59. La coopération au développement ne doit pas prendre en considération la seule dimension économique ; elle doit devenir une grande occasion de rencontre culturelle et humaine. Si les acteurs de la coopération des pays économiquement développés ne prennent pas en compte leur propre identité culturelle, comme cela arrive parfois, ni celle des autres et des valeurs humaines qui y sont liées, ils ne peuvent pas instaurer un dialogue profond avec les citoyens des pays pauvres. Si, à leur tour, ces derniers s’ouvrent, indifféremment et sans discernement, à n’importe quelle proposition culturelle, ils ne sont plus en mesure d’assumer la responsabilité de leur développement authentique [139]. Les sociétés technologiquement avancées ne doivent pas confondre leur propre développement technologique avec une prétendue supériorité culturelle, mais elles doivent redécouvrir en elles-mêmes les vertus, parfois oubliées, qui les ont fait progresser tout au long de leur histoire.
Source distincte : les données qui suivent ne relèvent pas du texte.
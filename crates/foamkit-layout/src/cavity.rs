//! # Cavity Shape Resolver
//!
//! Reconciles the many ways a caller can describe a pocket into one
//! canonical [`Cavity`].
//!
//! Shape precedence:
//! 1. An explicit, recognized `shape` / `type` / `kind`
//! 2. A positive corner radius implies a rounded rectangle
//! 3. A positive diameter implies a circle
//! 4. Otherwise a plain rectangle
//!
//! A cavity whose size, depth or position cannot be resolved is skipped; the
//! rest of the layout is unaffected.

use crate::fields;
use crate::types::{Cavity, CavityShape, NormalizedPoint, SkipReason, Validated};
use serde_json::Value;
use tracing::debug;

#[derive(Debug, Clone, Copy, PartialEq, Eq)]
enum ShapeKind {
    Rect,
    RoundedRect,
    Circle,
    Polygon,
}

fn parse_shape_tag(tag: &str) -> Option<ShapeKind> {
    let normalized: String = tag
        .chars()
        .filter(|c| c.is_ascii_alphanumeric())
        .collect::<String>()
        .to_ascii_lowercase();
    match normalized.as_str() {
        "rect" | "rectangle" | "box" | "square" => Some(ShapeKind::Rect),
        "roundedrect" | "roundrect" | "roundedrectangle" | "rrect" => Some(ShapeKind::RoundedRect),
        "circle" | "round" | "cylinder" => Some(ShapeKind::Circle),
        "polygon" | "poly" => Some(ShapeKind::Polygon),
        _ => None,
    }
}

/// Resolve one raw cavity entry.
pub fn resolve_cavity(raw: &Value) -> Validated<Cavity> {
    if !raw.is_object() {
        return Validated::Skip(SkipReason::NotAnObject);
    }

    let radius = fields::positive(raw, fields::CORNER_RADIUS);
    let diameter = fields::positive(raw, fields::DIAMETER);
    let kind = match fields::text(raw, fields::SHAPE).and_then(parse_shape_tag) {
        Some(kind) => kind,
        None if radius.is_some() => ShapeKind::RoundedRect,
        None if diameter.is_some() => ShapeKind::Circle,
        None => ShapeKind::Rect,
    };

    let mut length = fields::number(raw, fields::LENGTH);
    let mut width = fields::number(raw, fields::WIDTH);

    if kind == ShapeKind::Circle {
        let d = diameter
            .or_else(|| match (length, width) {
                (Some(l), Some(w)) => Some(l.min(w)),
                (Some(l), None) => Some(l),
                (None, Some(w)) => Some(w),
                (None, None) => None,
            })
            .or_else(|| radius.map(|r| r * 2.0));
        length = d;
        width = d;
    }

    let length = match require_positive(length, "length") {
        Ok(v) => v,
        Err(reason) => return Validated::Skip(reason),
    };
    let width = match require_positive(width, "width") {
        Ok(v) => v,
        Err(reason) => return Validated::Skip(reason),
    };
    let depth = match require_positive(fields::number(raw, fields::DEPTH), "depth") {
        Ok(v) => v,
        Err(reason) => return Validated::Skip(reason),
    };
    let x = match require_normalized(fields::number(raw, fields::POS_X), "x") {
        Ok(v) => v,
        Err(reason) => return Validated::Skip(reason),
    };
    let y = match require_normalized(fields::number(raw, fields::POS_Y), "y") {
        Ok(v) => v,
        Err(reason) => return Validated::Skip(reason),
    };

    let shape = match kind {
        ShapeKind::Rect => CavityShape::Rect,
        ShapeKind::RoundedRect => CavityShape::RoundedRect {
            radius: radius.unwrap_or(0.0).min(length.min(width) / 2.0),
        },
        ShapeKind::Circle => CavityShape::Circle,
        ShapeKind::Polygon => {
            let points = polygon_points(raw);
            if points.len() < 3 {
                return Validated::Skip(SkipReason::TooFewVertices(points.len()));
            }
            CavityShape::Polygon { points }
        }
    };

    Validated::Keep(Cavity {
        shape,
        x,
        y,
        length,
        width,
        depth,
        label: fields::text(raw, fields::LABEL).map(str::to_string),
    })
}

/// Resolve a list of raw cavities, dropping the malformed ones.
pub fn resolve_cavities(entries: &[Value]) -> Vec<Cavity> {
    entries
        .iter()
        .enumerate()
        .filter_map(|(index, raw)| match resolve_cavity(raw) {
            Validated::Keep(cavity) => Some(cavity),
            Validated::Skip(reason) => {
                debug!(index, %reason, "Skipping cavity");
                None
            }
        })
        .collect()
}

fn require_positive(value: Option<f64>, field: &'static str) -> Result<f64, SkipReason> {
    match value {
        None => Err(SkipReason::Missing(field)),
        Some(v) if v > 0.0 => Ok(v),
        Some(v) => Err(SkipReason::NotPositive { field, value: v }),
    }
}

fn require_normalized(value: Option<f64>, field: &'static str) -> Result<f64, SkipReason> {
    match value {
        None => Err(SkipReason::Missing(field)),
        Some(v) if (0.0..=1.0).contains(&v) => Ok(v),
        Some(v) => Err(SkipReason::OutOfRange { field, value: v }),
    }
}

/// Accepts `[[x, y], ...]` or `[{"x": .., "y": ..}, ...]`; invalid vertices are ignored.
fn polygon_points(raw: &Value) -> Vec<NormalizedPoint> {
    let Some(entries) = fields::array(raw, fields::POINTS) else {
        return Vec::new();
    };

    entries
        .iter()
        .filter_map(|entry| match entry {
            Value::Array(pair) if pair.len() >= 2 => {
                Some(NormalizedPoint::new(pair[0].as_f64()?, pair[1].as_f64()?))
            }
            Value::Object(_) => Some(NormalizedPoint::new(
                fields::number(entry, &["x", "nx"])?,
                fields::number(entry, &["y", "ny"])?,
            )),
            _ => None,
        })
        .filter(NormalizedPoint::is_valid)
        .collect()
}
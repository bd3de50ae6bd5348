//! HTTP client for the solid-model service

use crate::response::parse_service_response;
use foamkit_core::ServiceError;
use foamkit_layout::CanonicalLayout;
use futures_util::future::{AbortRegistration, Abortable};
use serde::Serialize;
use serde_json::Value;
use std::time::Duration;
use tracing::{debug, info, warn};

/// Bound applied when none is configured
pub const DEFAULT_TIMEOUT: Duration = Duration::from_secs(30);

const MAX_ERROR_DETAIL_CHARS: usize = 512;

/// Body of a solid-model request.
#[derive(Debug, Clone, PartialEq, Serialize)]
#[serde(rename_all = "camelCase")]
pub struct SolidRequest {
    pub quote_id: String,
    pub material_legend: Option<String>,
    pub layout: Value,
}

impl SolidRequest {
    pub fn new(quote_id: impl Into<String>, layout: &CanonicalLayout) -> Self {
        Self {
            quote_id: quote_id.into(),
            material_legend: None,
            layout: layout.to_value(),
        }
    }

    pub fn with_material(mut self, legend: Option<String>) -> Self {
        self.material_legend = legend.filter(|m| !m.trim().is_empty());
        self
    }
}

/// Client for one solid-model endpoint.
#[derive(Debug, Clone)]
pub struct SolidServiceClient {
    http: reqwest::Client,
    endpoint: String,
    timeout: Duration,
}

impl SolidServiceClient {
    pub fn new(endpoint: impl Into<String>, timeout: Duration) -> Result<Self, ServiceError> {
        let endpoint = endpoint.into();
        if endpoint.trim().is_empty() {
            return Err(ServiceError::NotConfigured);
        }
        let http = reqwest::Client::builder()
            .redirect(reqwest::redirect::Policy::none())
            .build()
            .map_err(|e| ServiceError::Transport {
                reason: e.to_string(),
            })?;
        Ok(Self {
            http,
            endpoint,
            timeout,
        })
    }

    pub fn endpoint(&self) -> &str {
        &self.endpoint
    }

    pub fn timeout(&self) -> Duration {
        self.timeout
    }

    /// Send one request and return the STEP text.
    pub async fn request_solid(&self, request: &SolidRequest) -> Result<String, ServiceError> {
        let timeout_ms = u64::try_from(self.timeout.as_millis()).unwrap_or(u64::MAX);
        tokio::time::timeout(self.timeout, self.exchange(request))
            .await
            .map_err(|_| ServiceError::Timeout { timeout_ms })?
    }

    /// Like [`Self::request_solid`], abandoned as soon as the paired
    /// `AbortHandle` fires.
    pub async fn request_solid_abortable(
        &self,
        request: &SolidRequest,
        registration: AbortRegistration,
    ) -> Result<String, ServiceError> {
        Abortable::new(self.request_solid(request), registration)
            .await
            .map_err(|_| ServiceError::Cancelled)?
    }

    /// Request a solid model, logging any failure as a warning.
    pub async fn fetch_solid(
        &self,
        request: &SolidRequest,
        registration: Option<AbortRegistration>,
    ) -> Option<String> {
        let result = match registration {
            Some(registration) => self.request_solid_abortable(request, registration).await,
            None => self.request_solid(request).await,
        };
        match result {
            Ok(step) => {
                info!(
                    quote = %request.quote_id,
                    bytes = step.len(),
                    "Solid model received from service"
                );
                Some(step)
            }
            Err(e) => {
                warn!(
                    quote = %request.quote_id,
                    endpoint = %self.endpoint,
                    error = %e,
                    "Solid-model service failed; no solid produced"
                );
                None
            }
        }
    }

    async fn exchange(&self, request: &SolidRequest) -> Result<String, ServiceError> {
        debug!(endpoint = %self.endpoint, quote = %request.quote_id, "Posting solid-model request");
        let response = self
            .http
            .post(&self.endpoint)
            .json(request)
            .send()
            .await
            .map_err(transport)?;

        let status = response.status();
        let body = response.text().await.map_err(transport)?;
        if !status.is_success() {
            return Err(ServiceError::Status {
                status: status.as_u16(),
                detail: body.chars().take(MAX_ERROR_DETAIL_CHARS).collect(),
            });
        }
        parse_service_response(&body)
    }
}

fn transport(e: reqwest::Error) -> ServiceError {
    ServiceError::Transport {
        reason: e.to_string(),
    }
}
Les sociétés en voie de développement doivent rester fidèles à tout ce qui est authentiquement humain dans leurs traditions, en évitant d’y superposer automatiquement les mécanismes de la civilisation technologique mondiale. De multiples et singulières convergences éthiques se trouvent dans toutes les cultures ; elles sont l’expression de la même nature humaine, voulue par le Créateur et que la sagesse éthique de l’humanité appelle la loi naturelle [140]. Cette loi morale universelle est le fondement solide de tout dialogue culturel, religieux et politique et elle permet au pluralisme multiforme des diverses cultures de ne pas se détacher de la recherche commune du vrai, du bien et de Dieu. L’adhésion à cette loi inscrite dans les cœurs, est donc le présupposé de toute collaboration sociale constructive. Toutes les cultures ont des pesanteurs dont elles doivent se libérer, des ombres auxquelles elles doivent se soustraire. La foi chrétienne, qui s’incarne dans les cultures en les transcendant, peut les aider à grandir dans la convivialité et dans la solidarité universelles au bénéfice du développement communautaire et planétaire.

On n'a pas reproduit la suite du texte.